═════ Materials provided ═════
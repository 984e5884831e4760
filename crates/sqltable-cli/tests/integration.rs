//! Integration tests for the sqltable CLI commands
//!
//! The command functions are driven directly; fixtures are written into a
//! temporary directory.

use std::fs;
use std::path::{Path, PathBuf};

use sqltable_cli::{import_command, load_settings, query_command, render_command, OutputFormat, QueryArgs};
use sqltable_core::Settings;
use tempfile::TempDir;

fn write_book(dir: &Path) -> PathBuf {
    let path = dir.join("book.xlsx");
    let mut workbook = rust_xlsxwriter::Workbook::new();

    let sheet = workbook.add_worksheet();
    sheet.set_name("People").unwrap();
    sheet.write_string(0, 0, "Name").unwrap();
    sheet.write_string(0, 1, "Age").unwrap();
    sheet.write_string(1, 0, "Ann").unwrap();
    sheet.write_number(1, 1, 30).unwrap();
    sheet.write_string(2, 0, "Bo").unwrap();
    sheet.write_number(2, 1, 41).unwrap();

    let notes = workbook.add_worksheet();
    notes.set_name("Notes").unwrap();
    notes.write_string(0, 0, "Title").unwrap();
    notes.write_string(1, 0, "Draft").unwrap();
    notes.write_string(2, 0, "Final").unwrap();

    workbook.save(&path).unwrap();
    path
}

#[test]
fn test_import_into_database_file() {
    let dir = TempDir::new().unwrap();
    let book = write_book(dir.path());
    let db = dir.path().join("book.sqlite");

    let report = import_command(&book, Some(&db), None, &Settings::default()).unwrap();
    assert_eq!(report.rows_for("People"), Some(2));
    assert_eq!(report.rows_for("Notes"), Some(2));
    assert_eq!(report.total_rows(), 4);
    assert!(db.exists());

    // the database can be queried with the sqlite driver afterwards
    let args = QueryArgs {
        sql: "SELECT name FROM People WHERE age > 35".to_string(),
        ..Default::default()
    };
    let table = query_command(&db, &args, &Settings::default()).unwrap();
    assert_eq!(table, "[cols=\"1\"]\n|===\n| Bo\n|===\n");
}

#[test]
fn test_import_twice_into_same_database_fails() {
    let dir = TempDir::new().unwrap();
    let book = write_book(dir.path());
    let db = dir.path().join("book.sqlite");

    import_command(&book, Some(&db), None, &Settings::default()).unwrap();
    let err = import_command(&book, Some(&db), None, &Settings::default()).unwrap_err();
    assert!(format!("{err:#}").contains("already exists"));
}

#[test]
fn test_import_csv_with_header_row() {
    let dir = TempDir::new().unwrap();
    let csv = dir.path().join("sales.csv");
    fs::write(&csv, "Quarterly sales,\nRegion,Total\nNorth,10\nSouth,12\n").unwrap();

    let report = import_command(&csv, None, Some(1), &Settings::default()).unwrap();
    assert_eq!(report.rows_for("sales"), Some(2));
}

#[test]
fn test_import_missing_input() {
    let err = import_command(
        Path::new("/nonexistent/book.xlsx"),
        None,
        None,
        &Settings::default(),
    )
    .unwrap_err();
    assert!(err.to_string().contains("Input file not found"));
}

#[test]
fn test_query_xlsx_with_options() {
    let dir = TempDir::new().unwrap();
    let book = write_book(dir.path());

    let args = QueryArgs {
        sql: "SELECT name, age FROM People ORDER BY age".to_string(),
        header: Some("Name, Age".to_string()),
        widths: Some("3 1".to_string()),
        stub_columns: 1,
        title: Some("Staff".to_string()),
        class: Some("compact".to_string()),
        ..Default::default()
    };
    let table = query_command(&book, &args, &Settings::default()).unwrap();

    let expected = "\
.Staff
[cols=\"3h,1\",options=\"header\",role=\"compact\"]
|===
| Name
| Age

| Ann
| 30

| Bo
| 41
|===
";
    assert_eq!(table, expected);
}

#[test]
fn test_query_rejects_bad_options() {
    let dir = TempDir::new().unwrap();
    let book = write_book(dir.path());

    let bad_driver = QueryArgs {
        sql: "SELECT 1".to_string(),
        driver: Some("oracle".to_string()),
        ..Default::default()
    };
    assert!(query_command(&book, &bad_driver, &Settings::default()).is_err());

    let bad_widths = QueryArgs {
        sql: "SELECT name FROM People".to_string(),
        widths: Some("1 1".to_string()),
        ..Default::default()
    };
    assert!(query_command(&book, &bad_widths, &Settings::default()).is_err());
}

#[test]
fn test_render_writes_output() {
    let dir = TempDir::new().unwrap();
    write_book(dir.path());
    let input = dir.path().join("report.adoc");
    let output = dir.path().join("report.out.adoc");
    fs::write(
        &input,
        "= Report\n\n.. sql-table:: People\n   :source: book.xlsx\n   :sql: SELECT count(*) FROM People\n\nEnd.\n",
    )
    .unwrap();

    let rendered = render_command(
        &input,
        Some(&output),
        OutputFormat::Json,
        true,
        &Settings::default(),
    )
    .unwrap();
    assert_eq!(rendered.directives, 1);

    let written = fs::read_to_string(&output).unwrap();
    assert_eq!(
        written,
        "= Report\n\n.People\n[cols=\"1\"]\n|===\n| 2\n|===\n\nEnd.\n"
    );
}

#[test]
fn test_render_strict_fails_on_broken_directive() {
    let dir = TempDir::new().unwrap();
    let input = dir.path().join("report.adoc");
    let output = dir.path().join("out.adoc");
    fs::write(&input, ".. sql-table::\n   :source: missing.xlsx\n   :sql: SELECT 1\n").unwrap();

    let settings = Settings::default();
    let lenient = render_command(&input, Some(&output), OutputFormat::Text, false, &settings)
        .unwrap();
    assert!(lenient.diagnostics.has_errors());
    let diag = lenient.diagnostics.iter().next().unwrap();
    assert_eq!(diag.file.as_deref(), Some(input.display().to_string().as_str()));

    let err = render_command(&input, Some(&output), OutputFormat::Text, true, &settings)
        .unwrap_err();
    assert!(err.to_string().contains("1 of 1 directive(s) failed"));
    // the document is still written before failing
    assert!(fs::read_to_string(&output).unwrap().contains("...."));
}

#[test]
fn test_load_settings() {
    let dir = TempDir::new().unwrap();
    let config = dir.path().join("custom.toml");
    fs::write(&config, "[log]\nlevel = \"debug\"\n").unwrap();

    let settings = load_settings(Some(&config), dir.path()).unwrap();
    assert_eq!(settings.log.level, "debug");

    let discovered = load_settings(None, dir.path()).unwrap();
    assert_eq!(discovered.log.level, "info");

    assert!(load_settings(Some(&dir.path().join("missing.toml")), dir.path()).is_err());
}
═════
■ **What you have to do**
Copy every entry above word for word.

■ **Expected answer**
repository 984e5884831e4760
filename crates/sqltable-cli/tests/integration.rs
//! Integration tests for the sqltable CLI commands
//!
//! The command functions are driven directly; fixtures are written into a
//! temporary directory.

use std::fs;
use std::path::{Path, PathBuf};

use sqltable_cli::{import_command, load_settings, query_command, render_command, OutputFormat, QueryArgs};
use sqltable_core::Settings;
use tempfile::TempDir;

fn write_book(dir: &Path) -> PathBuf {
    let path = dir.join("book.xlsx");
    let mut workbook = rust_xlsxwriter::Workbook::new();

    let sheet = workbook.add_worksheet();
    sheet.set_name("People").unwrap();
    sheet.write_string(0, 0, "Name").unwrap();
    sheet.write_string(0, 1, "Age").unwrap();
    sheet.write_string(1, 0, "Ann").unwrap();
    sheet.write_number(1, 1, 30).unwrap();
    sheet.write_string(2, 0, "Bo").unwrap();
    sheet.write_number(2, 1, 41).unwrap();

    let notes = workbook.add_worksheet();
    notes.set_name("Notes").unwrap();
    notes.write_string(0, 0, "Title").unwrap();
    notes.write_string(1, 0, "Draft").unwrap();
    notes.write_string(2, 0, "Final").unwrap();

    workbook.save(&path).unwrap();
    path
}

#[test]
fn test_import_into_database_file() {
    let dir = TempDir::new().unwrap();
    let book = write_book(dir.path());
    let db = dir.path().join("book.sqlite");

    let report = import_command(&book, Some(&db), None, &Settings::default()).unwrap();
    assert_eq!(report.rows_for("People"), Some(2));
    assert_eq!(report.rows_for("Notes"), Some(2));
    assert_eq!(report.total_rows(), 4);
    assert!(db.exists());

    // the database can be queried with the sqlite driver afterwards
    let args = QueryArgs {
        sql: "SELECT name FROM People WHERE age > 35".to_string(),
        ..Default::default()
    };
    let table = query_command(&db, &args, &Settings::default()).unwrap();
    assert_eq!(table, "[cols=\"1\"]\n|===\n| Bo\n|===\n");
}

#[test]
fn test_import_twice_into_same_database_fails() {
    let dir = TempDir::new().unwrap();
    let book = write_book(dir.path());
    let db = dir.path().join("book.sqlite");

    import_command(&book, Some(&db), None, &Settings::default()).unwrap();
    let err = import_command(&book, Some(&db), None, &Settings::default()).unwrap_err();
    assert!(format!("{err:#}").contains("already exists"));
}

#[test]
fn test_import_csv_with_header_row() {
    let dir = TempDir::new().unwrap();
    let csv = dir.path().join("sales.csv");
    fs::write(&csv, "Quarterly sales,\nRegion,Total\nNorth,10\nSouth,12\n").unwrap();

    let report = import_command(&csv, None, Some(1), &Settings::default()).unwrap();
    assert_eq!(report.rows_for("sales"), Some(2));
}

#[test]
fn test_import_missing_input() {
    let err = import_command(
        Path::new("/nonexistent/book.xlsx"),
        None,
        None,
        &Settings::default(),
    )
    .unwrap_err();
    assert!(err.to_string().contains("Input file not found"));
}

#[test]
fn test_query_xlsx_with_options() {
    let dir = TempDir::new().unwrap();
    let book = write_book(dir.path());

    let args = QueryArgs {
        sql: "SELECT name, age FROM People ORDER BY age".to_string(),
        header: Some("Name, Age".to_string()),
        widths: Some("3 1".to_string()),
        stub_columns: 1,
        title: Some("Staff".to_string()),
        class: Some("compact".to_string()),
        ..Default::default()
    };
    let table = query_command(&book, &args, &Settings::default()).unwrap();

    let expected = "\
.Staff
[cols=\"3h,1\",options=\"header\",role=\"compact\"]
|===
| Name
| Age

| Ann
| 30

| Bo
| 41
|===
";
    assert_eq!(table, expected);
}

#[test]
fn test_query_rejects_bad_options() {
    let dir = TempDir::new().unwrap();
    let book = write_book(dir.path());

    let bad_driver = QueryArgs {
        sql: "SELECT 1".to_string(),
        driver: Some("oracle".to_string()),
        ..Default::default()
    };
    assert!(query_command(&book, &bad_driver, &Settings::default()).is_err());

    let bad_widths = QueryArgs {
        sql: "SELECT name FROM People".to_string(),
        widths: Some("1 1".to_string()),
        ..Default::default()
    };
    assert!(query_command(&book, &bad_widths, &Settings::default()).is_err());
}

#[test]
fn test_render_writes_output() {
    let dir = TempDir::new().unwrap();
    write_book(dir.path());
    let input = dir.path().join("report.adoc");
    let output = dir.path().join("report.out.adoc");
    fs::write(
        &input,
        "= Report\n\n.. sql-table:: People\n   :source: book.xlsx\n   :sql: SELECT count(*) FROM People\n\nEnd.\n",
    )
    .unwrap();

    let rendered = render_command(
        &input,
        Some(&output),
        OutputFormat::Json,
        true,
        &Settings::default(),
    )
    .unwrap();
    assert_eq!(rendered.directives, 1);

    let written = fs::read_to_string(&output).unwrap();
    assert_eq!(
        written,
        "= Report\n\n.People\n[cols=\"1\"]\n|===\n| 2\n|===\n\nEnd.\n"
    );
}

#[test]
fn test_render_strict_fails_on_broken_directive() {
    let dir = TempDir::new().unwrap();
    let input = dir.path().join("report.adoc");
    let output = dir.path().join("out.adoc");
    fs::write(&input, ".. sql-table::\n   :source: missing.xlsx\n   :sql: SELECT 1\n").unwrap();

    let settings = Settings::default();
    let lenient = render_command(&input, Some(&output), OutputFormat::Text, false, &settings)
        .unwrap();
    assert!(lenient.diagnostics.has_errors());
    let diag = lenient.diagnostics.iter().next().unwrap();
    assert_eq!(diag.file.as_deref(), Some(input.display().to_string().as_str()));

    let err = render_command(&input, Some(&output), OutputFormat::Text, true, &settings)
        .unwrap_err();
    assert!(err.to_string().contains("1 of 1 directive(s) failed"));
    // the document is still written before failing
    assert!(fs::read_to_string(&output).unwrap().contains("...."));
}

#[test]
fn test_load_settings() {
    let dir = TempDir::new().unwrap();
    let config = dir.path().join("custom.toml");
    fs::write(&config, "[log]\nlevel = \"debug\"\n").unwrap();

    let settings = load_settings(Some(&config), dir.path()).unwrap();
    assert_eq!(settings.log.level, "debug");

    let discovered = load_settings(None, dir.path()).unwrap();
    assert_eq!(discovered.log.level, "info");

    assert!(load_settings(Some(&dir.path().join("missing.toml")), dir.path()).is_err());
}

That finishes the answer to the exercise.